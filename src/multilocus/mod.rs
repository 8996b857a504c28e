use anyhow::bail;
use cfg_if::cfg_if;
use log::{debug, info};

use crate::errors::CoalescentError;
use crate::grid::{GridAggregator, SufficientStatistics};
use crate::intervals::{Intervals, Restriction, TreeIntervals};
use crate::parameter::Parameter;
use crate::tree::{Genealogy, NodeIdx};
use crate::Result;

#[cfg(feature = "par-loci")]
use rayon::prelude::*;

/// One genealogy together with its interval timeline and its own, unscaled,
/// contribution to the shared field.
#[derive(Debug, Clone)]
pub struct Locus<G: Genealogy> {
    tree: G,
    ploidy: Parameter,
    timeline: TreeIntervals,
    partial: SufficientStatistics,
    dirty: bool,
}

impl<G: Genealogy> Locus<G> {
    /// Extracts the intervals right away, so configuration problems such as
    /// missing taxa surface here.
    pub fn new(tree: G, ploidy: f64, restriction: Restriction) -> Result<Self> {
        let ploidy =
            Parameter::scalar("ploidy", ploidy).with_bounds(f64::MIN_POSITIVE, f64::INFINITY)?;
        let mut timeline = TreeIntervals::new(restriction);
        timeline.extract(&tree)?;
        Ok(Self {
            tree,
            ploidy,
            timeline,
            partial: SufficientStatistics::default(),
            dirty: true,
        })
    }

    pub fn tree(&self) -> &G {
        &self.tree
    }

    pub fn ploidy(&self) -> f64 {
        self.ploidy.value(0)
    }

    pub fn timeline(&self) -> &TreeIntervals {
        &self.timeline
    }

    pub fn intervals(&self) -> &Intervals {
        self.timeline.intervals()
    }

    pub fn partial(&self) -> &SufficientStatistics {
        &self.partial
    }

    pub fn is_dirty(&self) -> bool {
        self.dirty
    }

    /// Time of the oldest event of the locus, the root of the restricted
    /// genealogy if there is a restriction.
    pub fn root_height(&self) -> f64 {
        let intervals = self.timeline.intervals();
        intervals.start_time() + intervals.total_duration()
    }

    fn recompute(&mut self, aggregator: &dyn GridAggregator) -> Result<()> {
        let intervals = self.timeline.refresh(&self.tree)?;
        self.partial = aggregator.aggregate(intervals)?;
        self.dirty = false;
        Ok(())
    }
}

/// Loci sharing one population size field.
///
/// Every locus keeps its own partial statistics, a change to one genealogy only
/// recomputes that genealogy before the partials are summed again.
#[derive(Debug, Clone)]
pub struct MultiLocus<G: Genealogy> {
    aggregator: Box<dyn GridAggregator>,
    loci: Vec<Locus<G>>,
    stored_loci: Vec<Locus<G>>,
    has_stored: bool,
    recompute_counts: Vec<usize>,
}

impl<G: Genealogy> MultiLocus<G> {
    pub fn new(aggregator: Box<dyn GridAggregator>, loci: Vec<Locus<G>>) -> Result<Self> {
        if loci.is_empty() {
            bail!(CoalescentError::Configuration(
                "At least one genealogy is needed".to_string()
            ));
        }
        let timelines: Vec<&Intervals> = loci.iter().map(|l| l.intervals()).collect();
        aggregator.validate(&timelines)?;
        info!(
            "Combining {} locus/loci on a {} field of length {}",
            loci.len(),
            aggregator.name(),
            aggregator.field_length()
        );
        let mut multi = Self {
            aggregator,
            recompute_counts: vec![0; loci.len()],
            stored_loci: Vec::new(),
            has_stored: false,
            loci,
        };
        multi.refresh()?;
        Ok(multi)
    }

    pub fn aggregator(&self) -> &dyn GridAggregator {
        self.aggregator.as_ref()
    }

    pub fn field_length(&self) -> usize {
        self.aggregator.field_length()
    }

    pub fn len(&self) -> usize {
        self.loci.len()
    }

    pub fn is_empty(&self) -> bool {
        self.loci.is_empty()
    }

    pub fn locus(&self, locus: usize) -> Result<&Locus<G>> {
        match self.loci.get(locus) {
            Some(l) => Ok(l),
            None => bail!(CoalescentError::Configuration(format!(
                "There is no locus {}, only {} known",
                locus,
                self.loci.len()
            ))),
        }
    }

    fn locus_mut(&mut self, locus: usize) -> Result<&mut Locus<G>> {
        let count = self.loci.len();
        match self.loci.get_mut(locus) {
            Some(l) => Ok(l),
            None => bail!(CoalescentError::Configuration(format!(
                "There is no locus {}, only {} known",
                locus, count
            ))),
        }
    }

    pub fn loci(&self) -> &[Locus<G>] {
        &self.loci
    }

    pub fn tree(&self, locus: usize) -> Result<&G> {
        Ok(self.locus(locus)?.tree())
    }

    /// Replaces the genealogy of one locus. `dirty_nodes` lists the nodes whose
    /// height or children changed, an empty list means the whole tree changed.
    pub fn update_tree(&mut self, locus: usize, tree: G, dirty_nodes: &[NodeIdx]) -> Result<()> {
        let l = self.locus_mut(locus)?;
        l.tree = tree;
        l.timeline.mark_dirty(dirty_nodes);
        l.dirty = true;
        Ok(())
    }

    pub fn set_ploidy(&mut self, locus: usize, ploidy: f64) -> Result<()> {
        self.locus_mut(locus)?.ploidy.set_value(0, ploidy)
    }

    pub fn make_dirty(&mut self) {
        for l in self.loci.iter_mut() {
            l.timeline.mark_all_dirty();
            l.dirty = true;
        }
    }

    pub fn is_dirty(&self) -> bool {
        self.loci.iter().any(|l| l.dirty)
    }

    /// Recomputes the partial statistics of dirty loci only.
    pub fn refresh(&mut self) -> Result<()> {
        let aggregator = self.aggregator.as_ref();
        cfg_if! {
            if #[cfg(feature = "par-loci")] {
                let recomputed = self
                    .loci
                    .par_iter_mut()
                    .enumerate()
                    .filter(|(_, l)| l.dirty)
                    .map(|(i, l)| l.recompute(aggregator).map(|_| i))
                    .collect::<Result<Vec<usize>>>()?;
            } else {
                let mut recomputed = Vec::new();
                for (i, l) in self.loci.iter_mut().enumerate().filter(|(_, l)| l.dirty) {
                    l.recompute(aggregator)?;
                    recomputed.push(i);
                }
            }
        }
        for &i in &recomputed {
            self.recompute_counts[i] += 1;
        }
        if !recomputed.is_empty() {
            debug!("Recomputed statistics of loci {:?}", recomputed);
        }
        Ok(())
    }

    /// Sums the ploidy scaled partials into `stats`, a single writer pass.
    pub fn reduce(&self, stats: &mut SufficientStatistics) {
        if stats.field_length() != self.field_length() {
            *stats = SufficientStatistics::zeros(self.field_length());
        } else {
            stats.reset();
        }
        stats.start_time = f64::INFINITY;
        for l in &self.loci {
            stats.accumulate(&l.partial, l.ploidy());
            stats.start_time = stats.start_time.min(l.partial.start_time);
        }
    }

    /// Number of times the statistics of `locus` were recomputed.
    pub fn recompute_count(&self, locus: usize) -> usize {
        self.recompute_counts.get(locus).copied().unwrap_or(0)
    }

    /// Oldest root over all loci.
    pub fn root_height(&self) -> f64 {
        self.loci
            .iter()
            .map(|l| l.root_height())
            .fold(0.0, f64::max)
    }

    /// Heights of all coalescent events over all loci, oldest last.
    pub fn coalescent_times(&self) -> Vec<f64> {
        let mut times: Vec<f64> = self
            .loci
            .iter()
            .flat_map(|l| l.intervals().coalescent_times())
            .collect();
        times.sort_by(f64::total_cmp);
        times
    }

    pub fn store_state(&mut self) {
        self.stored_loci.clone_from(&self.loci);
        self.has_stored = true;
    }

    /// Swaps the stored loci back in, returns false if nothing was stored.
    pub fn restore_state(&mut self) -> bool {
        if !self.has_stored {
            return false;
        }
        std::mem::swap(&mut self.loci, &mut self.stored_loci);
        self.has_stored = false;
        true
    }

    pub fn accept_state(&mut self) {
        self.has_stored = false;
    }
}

───

Assignment: Word for word, give the whole listing again.

Written solution:
filename src/multilocus/mod.rs
repository 8996b857a504c28e
use anyhow::bail;
use cfg_if::cfg_if;
use log::{debug, info};

use crate::errors::CoalescentError;
use crate::grid::{GridAggregator, SufficientStatistics};
use crate::intervals::{Intervals, Restriction, TreeIntervals};
use crate::parameter::Parameter;
use crate::tree::{Genealogy, NodeIdx};
use crate::Result;

#[cfg(feature = "par-loci")]
use rayon::prelude::*;

/// One genealogy together with its interval timeline and its own, unscaled,
/// contribution to the shared field.
#[derive(Debug, Clone)]
pub struct Locus<G: Genealogy> {
    tree: G,
    ploidy: Parameter,
    timeline: TreeIntervals,
    partial: SufficientStatistics,
    dirty: bool,
}

impl<G: Genealogy> Locus<G> {
    /// Extracts the intervals right away, so configuration problems such as
    /// missing taxa surface here.
    pub fn new(tree: G, ploidy: f64, restriction: Restriction) -> Result<Self> {
        let ploidy =
            Parameter::scalar("ploidy", ploidy).with_bounds(f64::MIN_POSITIVE, f64::INFINITY)?;
        let mut timeline = TreeIntervals::new(restriction);
        timeline.extract(&tree)?;
        Ok(Self {
            tree,
            ploidy,
            timeline,
            partial: SufficientStatistics::default(),
            dirty: true,
        })
    }

    pub fn tree(&self) -> &G {
        &self.tree
    }

    pub fn ploidy(&self) -> f64 {
        self.ploidy.value(0)
    }

    pub fn timeline(&self) -> &TreeIntervals {
        &self.timeline
    }

    pub fn intervals(&self) -> &Intervals {
        self.timeline.intervals()
    }

    pub fn partial(&self) -> &SufficientStatistics {
        &self.partial
    }

    pub fn is_dirty(&self) -> bool {
        self.dirty
    }

    /// Time of the oldest event of the locus, the root of the restricted
    /// genealogy if there is a restriction.
    pub fn root_height(&self) -> f64 {
        let intervals = self.timeline.intervals();
        intervals.start_time() + intervals.total_duration()
    }

    fn recompute(&mut self, aggregator: &dyn GridAggregator) -> Result<()> {
        let intervals = self.timeline.refresh(&self.tree)?;
        self.partial = aggregator.aggregate(intervals)?;
        self.dirty = false;
        Ok(())
    }
}

/// Loci sharing one population size field.
///
/// Every locus keeps its own partial statistics, a change to one genealogy only
/// recomputes that genealogy before the partials are summed again.
#[derive(Debug, Clone)]
pub struct MultiLocus<G: Genealogy> {
    aggregator: Box<dyn GridAggregator>,
    loci: Vec<Locus<G>>,
    stored_loci: Vec<Locus<G>>,
    has_stored: bool,
    recompute_counts: Vec<usize>,
}

impl<G: Genealogy> MultiLocus<G> {
    pub fn new(aggregator: Box<dyn GridAggregator>, loci: Vec<Locus<G>>) -> Result<Self> {
        if loci.is_empty() {
            bail!(CoalescentError::Configuration(
                "At least one genealogy is needed".to_string()
            ));
        }
        let timelines: Vec<&Intervals> = loci.iter().map(|l| l.intervals()).collect();
        aggregator.validate(&timelines)?;
        info!(
            "Combining {} locus/loci on a {} field of length {}",
            loci.len(),
            aggregator.name(),
            aggregator.field_length()
        );
        let mut multi = Self {
            aggregator,
            recompute_counts: vec![0; loci.len()],
            stored_loci: Vec::new(),
            has_stored: false,
            loci,
        };
        multi.refresh()?;
        Ok(multi)
    }

    pub fn aggregator(&self) -> &dyn GridAggregator {
        self.aggregator.as_ref()
    }

    pub fn field_length(&self) -> usize {
        self.aggregator.field_length()
    }

    pub fn len(&self) -> usize {
        self.loci.len()
    }

    pub fn is_empty(&self) -> bool {
        self.loci.is_empty()
    }

    pub fn locus(&self, locus: usize) -> Result<&Locus<G>> {
        match self.loci.get(locus) {
            Some(l) => Ok(l),
            None => bail!(CoalescentError::Configuration(format!(
                "There is no locus {}, only {} known",
                locus,
                self.loci.len()
            ))),
        }
    }

    fn locus_mut(&mut self, locus: usize) -> Result<&mut Locus<G>> {
        let count = self.loci.len();
        match self.loci.get_mut(locus) {
            Some(l) => Ok(l),
            None => bail!(CoalescentError::Configuration(format!(
                "There is no locus {}, only {} known",
                locus, count
            ))),
        }
    }

    pub fn loci(&self) -> &[Locus<G>] {
        &self.loci
    }

    pub fn tree(&self, locus: usize) -> Result<&G> {
        Ok(self.locus(locus)?.tree())
    }

    /// Replaces the genealogy of one locus. `dirty_nodes` lists the nodes whose
    /// height or children changed, an empty list means the whole tree changed.
    pub fn update_tree(&mut self, locus: usize, tree: G, dirty_nodes: &[NodeIdx]) -> Result<()> {
        let l = self.locus_mut(locus)?;
        l.tree = tree;
        l.timeline.mark_dirty(dirty_nodes);
        l.dirty = true;
        Ok(())
    }

    pub fn set_ploidy(&mut self, locus: usize, ploidy: f64) -> Result<()> {
        self.locus_mut(locus)?.ploidy.set_value(0, ploidy)
    }

    pub fn make_dirty(&mut self) {
        for l in self.loci.iter_mut() {
            l.timeline.mark_all_dirty();
            l.dirty = true;
        }
    }

    pub fn is_dirty(&self) -> bool {
        self.loci.iter().any(|l| l.dirty)
    }

    /// Recomputes the partial statistics of dirty loci only.
    pub fn refresh(&mut self) -> Result<()> {
        let aggregator = self.aggregator.as_ref();
        cfg_if! {
            if #[cfg(feature = "par-loci")] {
                let recomputed = self
                    .loci
                    .par_iter_mut()
                    .enumerate()
                    .filter(|(_, l)| l.dirty)
                    .map(|(i, l)| l.recompute(aggregator).map(|_| i))
                    .collect::<Result<Vec<usize>>>()?;
            } else {
                let mut recomputed = Vec::new();
                for (i, l) in self.loci.iter_mut().enumerate().filter(|(_, l)| l.dirty) {
                    l.recompute(aggregator)?;
                    recomputed.push(i);
                }
            }
        }
        for &i in &recomputed {
            self.recompute_counts[i] += 1;
        }
        if !recomputed.is_empty() {
            debug!("Recomputed statistics of loci {:?}", recomputed);
        }
        Ok(())
    }

    /// Sums the ploidy scaled partials into `stats`, a single writer pass.
    pub fn reduce(&self, stats: &mut SufficientStatistics) {
        if stats.field_length() != self.field_length() {
            *stats = SufficientStatistics::zeros(self.field_length());
        } else {
            stats.reset();
        }
        stats.start_time = f64::INFINITY;
        for l in &self.loci {
            stats.accumulate(&l.partial, l.ploidy());
            stats.start_time = stats.start_time.min(l.partial.start_time);
        }
    }

    /// Number of times the statistics of `locus` were recomputed.
    pub fn recompute_count(&self, locus: usize) -> usize {
        self.recompute_counts.get(locus).copied().unwrap_or(0)
    }

    /// Oldest root over all loci.
    pub fn root_height(&self) -> f64 {
        self.loci
            .iter()
            .map(|l| l.root_height())
            .fold(0.0, f64::max)
    }

    /// Heights of all coalescent events over all loci, oldest last.
    pub fn coalescent_times(&self) -> Vec<f64> {
        let mut times: Vec<f64> = self
            .loci
            .iter()
            .flat_map(|l| l.intervals().coalescent_times())
            .collect();
        times.sort_by(f64::total_cmp);
        times
    }

    pub fn store_state(&mut self) {
        self.stored_loci.clone_from(&self.loci);
        self.has_stored = true;
    }

    /// Swaps the stored loci back in, returns false if nothing was stored.
    pub fn restore_state(&mut self) -> bool {
        if !self.has_stored {
            return false;
        }
        std::mem::swap(&mut self.loci, &mut self.stored_loci);
        self.has_stored = false;
        true
    }

    pub fn accept_state(&mut self) {
        self.has_stored = false;
    }
}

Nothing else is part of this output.